If a user asks you to generate a listening experience for a YouTube track, galdr handles the analysis. You handle the prose.

import subprocess, re

url = "https://www.youtube.com/watch?v=b_YHE4Sx-08"

# Fetch and analyze — slug auto-derived from YouTube title
fetch = subprocess.run(["galdr", "fetch", url, "--analyze"],
                       capture_output=True, text=True, check=True)
slug = re.search(r"Slug\s*:\s*(\S+)", fetch.stdout).group(1)

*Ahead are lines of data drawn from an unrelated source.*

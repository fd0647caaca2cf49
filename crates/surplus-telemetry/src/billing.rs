//! Billing-block telemetry from an external usage CLI.
//!
//! Two invocations per fetch:
//! - `<cmd> blocks --active --json` for the active block,
//! - `<cmd> daily --json --since YYYYMMDD` for spend since the week started.
//!
//! Field probing is explicit: each figure has an ordered list of known field
//! paths and the first one present wins.

use std::process::Stdio;
use std::time::Duration;

use async_trait::async_trait;
use chrono::{Datelike, Local, NaiveDate};
use serde_json::Value;
use surplus_core::{BillingBlock, BillingSnapshot, TelemetryModel, UsageSnapshot, WeekStart};
use tokio::time::timeout;
use tracing::debug;

use crate::{clip, TelemetryError, UsageSource};

/// Paths tried, in order, for the active block's remaining minutes.
pub const REMAINING_MINUTES_FIELDS: &[&[&str]] = &[&["projection", "remainingMinutes"], &["remainingMinutes"]];

/// Paths tried, in order, for the active block's cost.
pub const BLOCK_COST_FIELDS: &[&[&str]] = &[&["costUSD"], &["totalCost"], &["cost"]];

/// Paths tried, in order, for the aggregate in a daily report.
pub const WEEKLY_TOTAL_FIELDS: &[&[&str]] = &[&["totals", "totalCost"], &["totals", "costUSD"]];

/// Paths tried, in order, for one day's cost when there is no aggregate.
pub const DAY_COST_FIELDS: &[&[&str]] = &[&["totalCost"], &["costUSD"], &["cost"]];

pub struct BillingCommandSource {
    program: String,
    timeout: Duration,
    week_start: WeekStart,
}

impl BillingCommandSource {
    pub fn new(program: impl Into<String>, timeout: Duration, week_start: WeekStart) -> Self {
        Self {
            program: program.into(),
            timeout,
            week_start,
        }
    }

    async fn run_json(&self, args: &[&str]) -> Result<Value, TelemetryError> {
        let mut cmd = tokio::process::Command::new(&self.program);
        cmd.args(args)
            .stdin(Stdio::null())
            .stdout(Stdio::piped())
            .stderr(Stdio::piped())
            .kill_on_drop(true);

        debug!(program = %self.program, ?args, "querying usage");
        let out = timeout(self.timeout, cmd.output())
            .await
            .map_err(|_| TelemetryError::Timeout(self.timeout))?
            .map_err(|source| TelemetryError::Spawn {
                program: self.program.clone(),
                source,
            })?;

        if !out.status.success() {
            return Err(TelemetryError::Exit {
                program: self.program.clone(),
                code: out.status.code(),
                stderr: clip(&String::from_utf8_lossy(&out.stderr), 500),
            });
        }

        serde_json::from_slice(&out.stdout).map_err(|e| {
            TelemetryError::Malformed(format!("{} {}: {e}", self.program, args.join(" ")))
        })
    }
}

#[async_trait]
impl UsageSource for BillingCommandSource {
    fn model(&self) -> TelemetryModel {
        TelemetryModel::Billing
    }

    async fn fetch(&self) -> Result<UsageSnapshot, TelemetryError> {
        let blocks = self.run_json(&["blocks", "--active", "--json"]).await?;
        let active_block = active_block(&blocks)?;

        let since = week_start_date(Local::now().date_naive(), self.week_start);
        let since_arg = since.format("%Y%m%d").to_string();
        let daily = self.run_json(&["daily", "--json", "--since", &since_arg]).await?;
        let weekly_cost = weekly_cost(&daily)?;

        Ok(UsageSnapshot::Billing(BillingSnapshot {
            active_block,
            weekly_cost,
        }))
    }
}

/// Most recent occurrence of the week's first day, today included.
pub fn week_start_date(today: NaiveDate, start: WeekStart) -> NaiveDate {
    let today_idx = today.weekday().num_days_from_monday();
    let start_idx = start.0.num_days_from_monday();
    let back = (today_idx + 7 - start_idx) % 7;
    today - chrono::Duration::days(i64::from(back))
}

fn lookup<'a>(value: &'a Value, path: &[&str]) -> Option<&'a Value> {
    path.iter().try_fold(value, |v, key| v.get(*key))
}

/// First numeric value found along `paths`.
pub fn probe_f64(value: &Value, paths: &[&[&str]]) -> Option<f64> {
    paths.iter().find_map(|p| lookup(value, p).and_then(Value::as_f64))
}

/// Accepts `{"blocks": [...]}` or a bare array.
fn as_list<'a>(doc: &'a Value, key: &str) -> Result<&'a Vec<Value>, TelemetryError> {
    match doc {
        Value::Array(items) => Ok(items),
        Value::Object(map) => match map.get(key) {
            Some(Value::Array(items)) => Ok(items),
            _ => Err(TelemetryError::Malformed(format!("expected `{key}` array"))),
        },
        _ => Err(TelemetryError::Malformed(format!("expected object or array holding `{key}`"))),
    }
}

/// The active block, if any. A lone block without an `isActive` flag counts
/// as active (the command was already asked for active blocks only).
pub fn active_block(doc: &Value) -> Result<Option<BillingBlock>, TelemetryError> {
    let blocks = as_list(doc, "blocks")?;
    let flagged = blocks
        .iter()
        .find(|b| b.get("isActive").and_then(Value::as_bool) == Some(true));
    let active = match flagged {
        Some(b) => Some(b),
        None if blocks.len() == 1 && blocks[0].get("isActive").is_none() => blocks.first(),
        None => None,
    };
    let Some(block) = active else {
        return Ok(None);
    };

    let remaining_minutes = probe_f64(block, REMAINING_MINUTES_FIELDS)
        .ok_or_else(|| TelemetryError::Malformed("active block has no remaining minutes".into()))?;
    let total_cost = probe_f64(block, BLOCK_COST_FIELDS)
        .ok_or_else(|| TelemetryError::Malformed("active block has no cost".into()))?;

    Ok(Some(BillingBlock {
        remaining_minutes,
        total_cost,
    }))
}

/// Spend over the reported days: the report's aggregate when present,
/// otherwise the sum of its days.
pub fn weekly_cost(doc: &Value) -> Result<f64, TelemetryError> {
    if let Some(total) = probe_f64(doc, WEEKLY_TOTAL_FIELDS) {
        return Ok(total);
    }
    let days = as_list(doc, "daily")?;
    Ok(days.iter().filter_map(|d| probe_f64(d, DAY_COST_FIELDS)).sum())
}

# Get the assembled prompt
prompt = subprocess.run(
    ["galdr", "assemble", slug, "--template", "arc", "--mode", "full"],
    capture_output=True, text=True, check=True
).stdout

# prompt is a self-contained string — pass it to whatever model your agent uses

The prompt includes: source URL, all structural events, harmonic and melodic data, lyrics with timestamps if available, video frame descriptions. Works with any model. See PERCEPTION-MODEL.md for what the template asks of the model and why.


Other commands

Analyze a local file:

galdr listen track.wav

Compare two tracks:

galdr compare track-a track-b

View catalog (cross-track statistics):

galdr catalog

What It Measures

Perception

  • Momentum — rolling rhythmic consistency (0–1). How locked-in the beat is.
  • Pattern Lock — prediction accuracy (inverted disruption). High = expectations met.
  • Breath — energy direction. Building, sustaining, or releasing.
  • Silence — actual nothing, not just quiet. Often the most significant moments.

Harmony

  • Key Detection — Krumhansl-Kessler profile correlation.
  • Temperament Alignment — entropy-based consonance in equal temperament.
  • Series Consonance — harmonic series fit (just intonation ratios).
  • Tension — movement rate in tonnetz space.
  • Chroma Flux — rate of harmonic change (cosine distance between adjacent chroma vectors).
  • Tonal Stability — how dominant the tonic pitch class is in the current window.
  • Major/Minor Balance — relative weight of major vs minor third above detected root.

Melody

  • Pitch Contour — fundamental frequency tracking via pyin.
  • Contour Direction — ascending, descending, or holding.
  • Vocal Presence — confidence that a pitched signal exists.

Overtone

  • Series Fit — how well spectral peaks match integer multiples of f0.
  • Richness — fraction of possible harmonics present.
  • Inharmonicity — mean deviation from ideal harmonic positions (cents).

Catalog

  • Persistent cross-track statistics. z-scores, percentiles, rankings.
  • Every new track is positioned relative to everything heard before.

Output Structure

analysis/my-track/
├── my-track_report.json          # Base audio analysis
├── my-track_perception.json      # Perception summary
├── my-track_stream.json          # Second-by-second perception stream
├── my-track_harmony.json         # Harmonic analysis summary
├── my-track_harmony_stream.json  # Harmonic stream
├── my-track_melody.json          # Melodic contour summary
├── my-track_melody_stream.json   # Melody stream
├── my-track_overtone.json        # Overtone analysis summary
├── my-track_overtone_stream.json # Overtone stream
├── *.png                         # Visualizations

Python API

from galdr.analyze import analyze_track
from galdr.perceive import generate_perception_stream
from galdr.harmony import analyze_harmony
from galdr.melody import analyze_melody
from galdr.overtone import analyze_overtones
from galdr.catalog import CatalogState

# Run individual modules
report = analyze_track("track.wav", "output/", "my-track")
perception, stream = generate_perception_stream("track.wav", "output/", "my-track")

Agent Integration

galdr's output is designed to be read by AI agents, not just humans. The JSON streams are the bridge.

Feeding output to a model

Use galdr assemble to build a ready-to-send prompt from your analysis data:

# Assemble a full prompt (metrics + lyrics + frames + context)
galdr assemble my-track --template arc --mode full

# Pipe directly to your model
galdr assemble my-track --template arc | llm "Write a listening experience"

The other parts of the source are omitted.